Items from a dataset
════════════════════

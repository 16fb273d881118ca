//! Serializable rule descriptors.
//!
//! A descriptor names an action, its optional schedule, and the opaque
//! arguments handed to the action's factory. Descriptors are stored as JSON
//! inside global rule rows and in root rule files.

pub(crate) mod duration;
mod kind;

#[cfg(test)]
mod tests;

use std::path::Path;
use std::time::Duration;

use serde::{Deserialize, Serialize};

use crate::error::{Result, RuleError};

use self::duration::opt_duration;

pub use self::duration::{format_duration, parse_duration};
pub use self::kind::ActionKind;

/// Declarative description of a rule. Immutable once parsed.
///
/// Decoding goes through [`RuleDescriptor::from_json`] or
/// [`RuleDescriptor::from_yaml`] so a bad duration string surfaces as
/// [`RuleError::MalformedExpression`] rather than a generic decode error.
#[derive(Debug, Clone, PartialEq, Serialize)]
#[serde(rename_all = "camelCase")]
pub struct RuleDescriptor {
    /// Which action implementation to run.
    pub action: ActionKind,
    /// Schedule expression, e.g. `random(5,10)`. Empty means one-shot.
    #[serde(skip_serializing_if = "String::is_empty")]
    pub periodic: String,
    /// Minimum time between two executions of the same runtime rule.
    #[serde(with = "opt_duration", skip_serializing_if = "Option::is_none")]
    pub min_interval: Option<Duration>,
    /// Upper bound on a single action run before its scope is cancelled.
    #[serde(with = "opt_duration", skip_serializing_if = "Option::is_none")]
    pub timeout: Option<Duration>,
    /// Action-specific arguments, shape defined by `action`.
    pub args: serde_json::Value,
}

/// Wire shape of a descriptor, durations still unparsed.
#[derive(Debug, Deserialize)]
#[serde(rename_all = "camelCase")]
struct WireDescriptor {
    #[serde(alias = "Act", alias = "act")]
    action: ActionKind,
    #[serde(default, alias = "Periodic")]
    periodic: String,
    #[serde(default, alias = "MinInterval")]
    min_interval: Option<String>,
    #[serde(default, alias = "Timeout")]
    timeout: Option<String>,
    #[serde(default, alias = "Args")]
    args: serde_json::Value,
}

impl TryFrom<WireDescriptor> for RuleDescriptor {
    type Error = RuleError;

    fn try_from(wire: WireDescriptor) -> Result<Self> {
        Ok(Self {
            action: wire.action,
            periodic: wire.periodic,
            min_interval: optional_duration(wire.min_interval.as_deref())?,
            timeout: optional_duration(wire.timeout.as_deref())?,
            args: wire.args,
        })
    }
}

fn optional_duration(raw: Option<&str>) -> Result<Option<Duration>> {
    match raw {
        Some(s) => parse_duration(s),
        None => Ok(None),
    }
}

impl RuleDescriptor {
    /// A one-shot descriptor with no arguments.
    pub fn new(action: ActionKind) -> Self {
        Self {
            action,
            periodic: String::new(),
            min_interval: None,
            timeout: None,
            args: serde_json::Value::Null,
        }
    }

    pub fn with_periodic(mut self, periodic: impl Into<String>) -> Self {
        self.periodic = periodic.into();
        self
    }

    pub fn with_min_interval(mut self, min_interval: Duration) -> Self {
        self.min_interval = Some(min_interval);
        self
    }

    pub fn with_timeout(mut self, timeout: Duration) -> Self {
        self.timeout = Some(timeout);
        self
    }

    pub fn with_args(mut self, args: serde_json::Value) -> Self {
        self.args = args;
        self
    }

    /// Decode a descriptor from its JSON wire form.
    pub fn from_json(data: &[u8]) -> Result<Self> {
        let wire: WireDescriptor = serde_json::from_slice(data)?;
        wire.try_into()
    }

    pub fn from_yaml(content: &str) -> Result<Self> {
        let wire: WireDescriptor = serde_yaml::from_str(content)?;
        wire.try_into()
    }

    /// Read a descriptor file. `.json` files are decoded as JSON, anything
    /// else as YAML.
    pub fn from_file(path: &Path) -> Result<Self> {
        let content = std::fs::read_to_string(path)?;
        match path.extension().and_then(|e| e.to_str()) {
            Some("json") => Self::from_json(content.as_bytes()),
            _ => Self::from_yaml(&content),
        }
    }

    /// Encode the descriptor into its JSON wire form.
    pub fn to_json(&self) -> Result<Vec<u8>> {
        Ok(serde_json::to_vec(self)?)
    }

    /// Whether the descriptor carries a schedule.
    pub fn is_periodic(&self) -> bool {
        !self.periodic.trim().is_empty()
    }
}
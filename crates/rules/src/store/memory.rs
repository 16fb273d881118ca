//! In-process rule store.

use std::sync::atomic::{AtomicUsize, Ordering};
use std::sync::RwLock;

use async_trait::async_trait;

use crate::error::StoreError;

use super::{GlobalRuleRow, GlobalRuleStore};

/// Rule rows held in memory; replaceable at runtime.
#[derive(Debug, Default)]
pub struct MemoryRuleStore {
    rows: RwLock<Vec<GlobalRuleRow>>,
    fetches: AtomicUsize,
}

impl MemoryRuleStore {
    pub fn new(rows: Vec<GlobalRuleRow>) -> Self {
        Self {
            rows: RwLock::new(rows),
            fetches: AtomicUsize::new(0),
        }
    }

    /// Replace all rows.
    pub fn set_rows(&self, rows: Vec<GlobalRuleRow>) {
        *self.rows.write().unwrap_or_else(|e| e.into_inner()) = rows;
    }

    /// Append a row.
    pub fn push(&self, row: GlobalRuleRow) {
        self.rows.write().unwrap_or_else(|e| e.into_inner()).push(row);
    }

    /// Flip the `enabled` flag of the row with `id`. Returns whether it existed.
    pub fn set_enabled(&self, id: u64, enabled: bool) -> bool {
        let mut rows = self.rows.write().unwrap_or_else(|e| e.into_inner());
        match rows.iter_mut().find(|r| r.id == id) {
            Some(row) => {
                row.enabled = enabled;
                true
            }
            None => false,
        }
    }

    /// Number of [`all_enabled`](GlobalRuleStore::all_enabled) calls so far.
    pub fn fetch_count(&self) -> usize {
        self.fetches.load(Ordering::Relaxed)
    }
}

#[async_trait]
impl GlobalRuleStore for MemoryRuleStore {
    async fn all_enabled(&self) -> Result<Vec<GlobalRuleRow>, StoreError> {
        self.fetches.fetch_add(1, Ordering::Relaxed);
        let rows = self
            .rows
            .read()
            .map_err(|e| StoreError::Unavailable(format!("rows lock poisoned: {}", e)))?;
        Ok(rows.iter().filter(|r| r.enabled).cloned().collect())
    }
}
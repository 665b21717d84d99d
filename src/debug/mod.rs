use bevy::prelude::*;

use crate::engine::PositionApplied;

/// Logs every applied position with its diagnostics.
pub struct DiagnosticsLogPlugin;

impl Plugin for DiagnosticsLogPlugin {
    fn build(&self, app: &mut App) {
        app.add_message::<PositionApplied>()
            .add_systems(PostUpdate, log_applied_positions);
    }
}

fn log_applied_positions(mut applied: MessageReader<PositionApplied>) {
    for PositionApplied {
        range,
        position,
        result,
    } in applied.read()
    {
        let (Some(range), Some(position)) = (range, position) else {
            info!("Fretboard cleared: no voicing available");
            continue;
        };

        let root = result
            .root_element
            .as_ref()
            .map(|note| format!("{} on {}", note.pitch, note.string))
            .unwrap_or_else(|| "none".to_string());
        info!(
            "{range} / {position}: {} lit, root {root}, {} suppressed, {} skipped",
            result.activated_count(),
            result.suppressed.len(),
            result.skipped_pairs.len()
        );

        for diagnostic in &result.diagnostics {
            warn!("{range} / {position}: {diagnostic}");
        }
    }
}
//! Chord voicing selection and fretboard note activation.
//!
//! The [`engine::VoicingEngine`] owns the injected voicing data and applies a
//! selected voicing to any [`engine::FretboardElements`] implementation in one
//! step: reset, activate, disambiguate. [`navigation::VoicingEnginePlugin`]
//! drives it from Bevy messages against [`components::FretNote`] entities.

pub mod components;
pub mod debug;
pub mod engine;
pub mod file;
pub mod inspector;
pub mod navigation;
pub mod theory;
pub mod voicing;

════════════════════

- **What needs to be done**: Nothing but the exact lines of the data above, from the line containing "let (Some(range), Some(position))" through the last, should appear in the answer.

- **Task solution**:
        let (Some(range), Some(position)) = (range, position) else {
            info!("Fretboard cleared: no voicing available");
            continue;
        };

        let root = result
            .root_element
            .as_ref()
            .map(|note| format!("{} on {}", note.pitch, note.string))
            .unwrap_or_else(|| "none".to_string());
        info!(
            "{range} / {position}: {} lit, root {root}, {} suppressed, {} skipped",
            result.activated_count(),
            result.suppressed.len(),
            result.skipped_pairs.len()
        );

        for diagnostic in &result.diagnostics {
            warn!("{range} / {position}: {diagnostic}");
        }
    }
}
//! Chord voicing selection and fretboard note activation.
//!
//! The [`engine::VoicingEngine`] owns the injected voicing data and applies a
//! selected voicing to any [`engine::FretboardElements`] implementation in one
//! step: reset, activate, disambiguate. [`navigation::VoicingEnginePlugin`]
//! drives it from Bevy messages against [`components::FretNote`] entities.

pub mod components;
pub mod debug;
pub mod engine;
pub mod file;
pub mod inspector;
pub mod navigation;
pub mod theory;
pub mod voicing;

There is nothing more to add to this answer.